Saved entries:
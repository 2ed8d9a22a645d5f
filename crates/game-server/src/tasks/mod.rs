//! Background tasks for the game server.
//!
//! # Tasks
//!
//! - `idle_game_reaper` - Removes games nobody is connected to

pub mod idle_game_reaper;

pub use idle_game_reaper::start_idle_game_reaper;
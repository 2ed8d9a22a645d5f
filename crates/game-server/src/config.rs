//! Game server configuration.
//!
//! Configuration is loaded from environment variables. Every field has a
//! default so the server starts with no environment at all.

use std::collections::HashMap;
use std::env;
use std::time::Duration;
use thiserror::Error;

/// Default HTTP/WebSocket bind address.
pub const DEFAULT_BIND_ADDRESS: &str = "0.0.0.0:3000";

/// Default number of random bytes in a game identifier (128 bits).
pub const DEFAULT_GAME_ID_BYTES: usize = 16;

/// Smallest accepted identifier size (24 bits, six hex characters).
pub const MIN_GAME_ID_BYTES: usize = 3;

/// Largest accepted identifier size.
pub const MAX_GAME_ID_BYTES: usize = 32;

/// Default per-connection outbound buffer, in messages.
pub const DEFAULT_OUTBOX_CAPACITY: usize = 32;

/// Default idle time before an unattended game is removed.
pub const DEFAULT_IDLE_GAME_TTL_SECONDS: u64 = 600;

/// Default idle-game reaper check interval.
pub const DEFAULT_REAPER_INTERVAL_SECONDS: u64 = 60;

/// Game server configuration.
#[derive(Debug, Clone)]
pub struct Config {
    /// Server bind address (default: "0.0.0.0:3000").
    pub bind_address: String,

    /// Random bytes per game identifier. The identifier is rendered as
    /// lowercase hex, so its length is twice this value.
    pub game_id_bytes: usize,

    /// Capacity of each connection's outbound queue. A peer that falls this
    /// far behind starts losing broadcasts instead of stalling the game.
    pub outbox_capacity: usize,

    /// Seconds a game with no connections may sit idle before the reaper
    /// removes it.
    pub idle_game_ttl_seconds: u64,

    /// Seconds between reaper passes.
    pub reaper_interval_seconds: u64,

    /// Seconds to wait for in-flight connections after a shutdown signal.
    pub drain_seconds: u64,
}

#[derive(Debug, Error)]
pub enum ConfigError {
    #[error("Invalid game ID size configuration: {0}")]
    InvalidGameIdBytes(String),

    #[error("Invalid outbox capacity configuration: {0}")]
    InvalidOutboxCapacity(String),

    #[error("Invalid duration configuration: {0}")]
    InvalidDuration(String),
}

impl Default for Config {
    fn default() -> Self {
        Self {
            bind_address: DEFAULT_BIND_ADDRESS.to_string(),
            game_id_bytes: DEFAULT_GAME_ID_BYTES,
            outbox_capacity: DEFAULT_OUTBOX_CAPACITY,
            idle_game_ttl_seconds: DEFAULT_IDLE_GAME_TTL_SECONDS,
            reaper_interval_seconds: DEFAULT_REAPER_INTERVAL_SECONDS,
            drain_seconds: 0,
        }
    }
}

impl Config {
    /// Load configuration from environment variables.
    pub fn from_env() -> Result<Self, ConfigError> {
        Self::from_vars(&env::vars().collect())
    }

    /// Load configuration from a HashMap (for testing).
    pub fn from_vars(vars: &HashMap<String, String>) -> Result<Self, ConfigError> {
        let bind_address = vars
            .get("BIND_ADDRESS")
            .cloned()
            .unwrap_or_else(|| DEFAULT_BIND_ADDRESS.to_string());

        // Parse identifier size with validation
        let game_id_bytes = if let Some(value_str) = vars.get("GAME_ID_BYTES") {
            let value: usize = value_str.parse().map_err(|e| {
                ConfigError::InvalidGameIdBytes(format!(
                    "GAME_ID_BYTES must be a valid positive integer, got '{}': {}",
                    value_str, e
                ))
            })?;

            if !(MIN_GAME_ID_BYTES..=MAX_GAME_ID_BYTES).contains(&value) {
                return Err(ConfigError::InvalidGameIdBytes(format!(
                    "GAME_ID_BYTES must be between {} and {}, got {}",
                    MIN_GAME_ID_BYTES, MAX_GAME_ID_BYTES, value
                )));
            }

            value
        } else {
            DEFAULT_GAME_ID_BYTES
        };

        let outbox_capacity = if let Some(value_str) = vars.get("OUTBOX_CAPACITY") {
            let value: usize = value_str.parse().map_err(|e| {
                ConfigError::InvalidOutboxCapacity(format!(
                    "OUTBOX_CAPACITY must be a valid positive integer, got '{}': {}",
                    value_str, e
                ))
            })?;

            if value == 0 {
                return Err(ConfigError::InvalidOutboxCapacity(
                    "OUTBOX_CAPACITY must be greater than 0".to_string(),
                ));
            }

            value
        } else {
            DEFAULT_OUTBOX_CAPACITY
        };

        let idle_game_ttl_seconds = parse_positive_seconds(
            vars,
            "IDLE_GAME_TTL_SECONDS",
            DEFAULT_IDLE_GAME_TTL_SECONDS,
        )?;

        let reaper_interval_seconds = parse_positive_seconds(
            vars,
            "REAPER_INTERVAL_SECONDS",
            DEFAULT_REAPER_INTERVAL_SECONDS,
        )?;

        // Zero is allowed here: it skips the drain period entirely
        let drain_seconds = match vars.get("DRAIN_SECONDS") {
            Some(value_str) => value_str.parse().map_err(|e| {
                ConfigError::InvalidDuration(format!(
                    "DRAIN_SECONDS must be a valid integer, got '{}': {}",
                    value_str, e
                ))
            })?,
            None => 0,
        };

        Ok(Config {
            bind_address,
            game_id_bytes,
            outbox_capacity,
            idle_game_ttl_seconds,
            reaper_interval_seconds,
            drain_seconds,
        })
    }

    #[must_use]
    pub fn idle_game_ttl(&self) -> Duration {
        Duration::from_secs(self.idle_game_ttl_seconds)
    }

    #[must_use]
    pub fn reaper_interval(&self) -> Duration {
        Duration::from_secs(self.reaper_interval_seconds)
    }
}

fn parse_positive_seconds(
    vars: &HashMap<String, String>,
    key: &str,
    default: u64,
) -> Result<u64, ConfigError> {
    let Some(value_str) = vars.get(key) else {
        return Ok(default);
    };

    let value: u64 = value_str.parse().map_err(|e| {
        ConfigError::InvalidDuration(format!(
            "{} must be a valid positive integer, got '{}': {}",
            key, value_str, e
        ))
    })?;

    if value == 0 {
        return Err(ConfigError::InvalidDuration(format!(
            "{} must be greater than 0",
            key
        )));
    }

    Ok(value)
}
//! WebSocket participant client for E2E tests.

use crate::server_harness::TestGameServer;
use futures::{SinkExt, StreamExt};
use serde_json::{json, Value};
use std::time::Duration;
use tokio::net::TcpStream;
use tokio_tungstenite::tungstenite::Message;
use tokio_tungstenite::{connect_async, MaybeTlsStream, WebSocketStream};

/// How long `next_json` waits before failing the test.
pub const DEFAULT_RECV_TIMEOUT: Duration = Duration::from_secs(5);

/// One connected participant.
pub struct TestPlayer {
    socket: WebSocketStream<MaybeTlsStream<TcpStream>>,
}

impl TestPlayer {
    /// Open the game's WebSocket. Succeeds even if the server is about to
    /// reject the connection; use `expect_closed` to observe a rejection.
    pub async fn connect(server: &TestGameServer, game_id: &str) -> Result<Self, anyhow::Error> {
        let (socket, _response) = connect_async(server.ws_url(game_id))
            .await
            .map_err(|e| anyhow::anyhow!("WebSocket connect failed: {}", e))?;
        Ok(Self { socket })
    }

    /// Send a raw text frame.
    pub async fn send_text(&mut self, text: &str) -> Result<(), anyhow::Error> {
        self.socket.send(Message::Text(text.to_string())).await?;
        Ok(())
    }

    pub async fn send_json(&mut self, value: &Value) -> Result<(), anyhow::Error> {
        self.send_text(&value.to_string()).await
    }

    /// Send `{"type":"move","cell":cell}`.
    pub async fn send_move(&mut self, cell: i64) -> Result<(), anyhow::Error> {
        self.send_json(&json!({ "type": "move", "cell": cell })).await
    }

    pub async fn send_reset(&mut self) -> Result<(), anyhow::Error> {
        self.send_json(&json!({ "type": "reset" })).await
    }

    pub async fn send_leave(&mut self) -> Result<(), anyhow::Error> {
        self.send_json(&json!({ "type": "leave_game" })).await
    }

    /// Next text frame decoded as JSON.
    ///
    /// Fails if the socket closes or nothing arrives within
    /// [`DEFAULT_RECV_TIMEOUT`].
    pub async fn next_json(&mut self) -> Result<Value, anyhow::Error> {
        match self.next_frame(DEFAULT_RECV_TIMEOUT).await? {
            Some(Message::Text(text)) => Ok(serde_json::from_str(&text)?),
            Some(other) => Err(anyhow::anyhow!("expected text frame, got {:?}", other)),
            None => Err(anyhow::anyhow!("timed out waiting for a frame")),
        }
    }

    /// Succeeds if no text frame arrives within `window`.
    pub async fn expect_silence(&mut self, window: Duration) -> Result<(), anyhow::Error> {
        match self.next_frame(window).await? {
            None => Ok(()),
            Some(frame) => Err(anyhow::anyhow!("expected silence, got {:?}", frame)),
        }
    }

    /// Succeeds once the server closes the socket. Text frames before the
    /// close are an error.
    pub async fn expect_closed(&mut self) -> Result<(), anyhow::Error> {
        match self.next_frame(DEFAULT_RECV_TIMEOUT).await {
            Ok(Some(Message::Close(_))) => Ok(()),
            // Connection dropped without a close handshake also counts
            Err(_) => Ok(()),
            Ok(Some(other)) => Err(anyhow::anyhow!("expected close, got {:?}", other)),
            Ok(None) => Err(anyhow::anyhow!("timed out waiting for close")),
        }
    }

    /// Close the socket from the client side.
    pub async fn close(mut self) -> Result<(), anyhow::Error> {
        self.socket.close(None).await?;
        Ok(())
    }

    /// Next text or close frame, skipping pings and pongs. `Ok(None)` on
    /// timeout; an error if the stream ended or failed.
    async fn next_frame(&mut self, wait: Duration) -> Result<Option<Message>, anyhow::Error> {
        let deadline = tokio::time::Instant::now() + wait;
        loop {
            let next = match tokio::time::timeout_at(deadline, self.socket.next()).await {
                Ok(next) => next,
                Err(_) => return Ok(None),
            };
            match next {
                Some(Ok(Message::Ping(_) | Message::Pong(_))) => continue,
                Some(Ok(frame)) => return Ok(Some(frame)),
                Some(Err(e)) => return Err(anyhow::anyhow!("WebSocket error: {}", e)),
                None => return Err(anyhow::anyhow!("WebSocket stream ended")),
            }
        }
    }
}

How to complete this task: Would you filter the entries above and keep each line that has the word "variables"?

The answer:
//! Configuration is loaded from environment variables. Every field has a
    /// Load configuration from environment variables.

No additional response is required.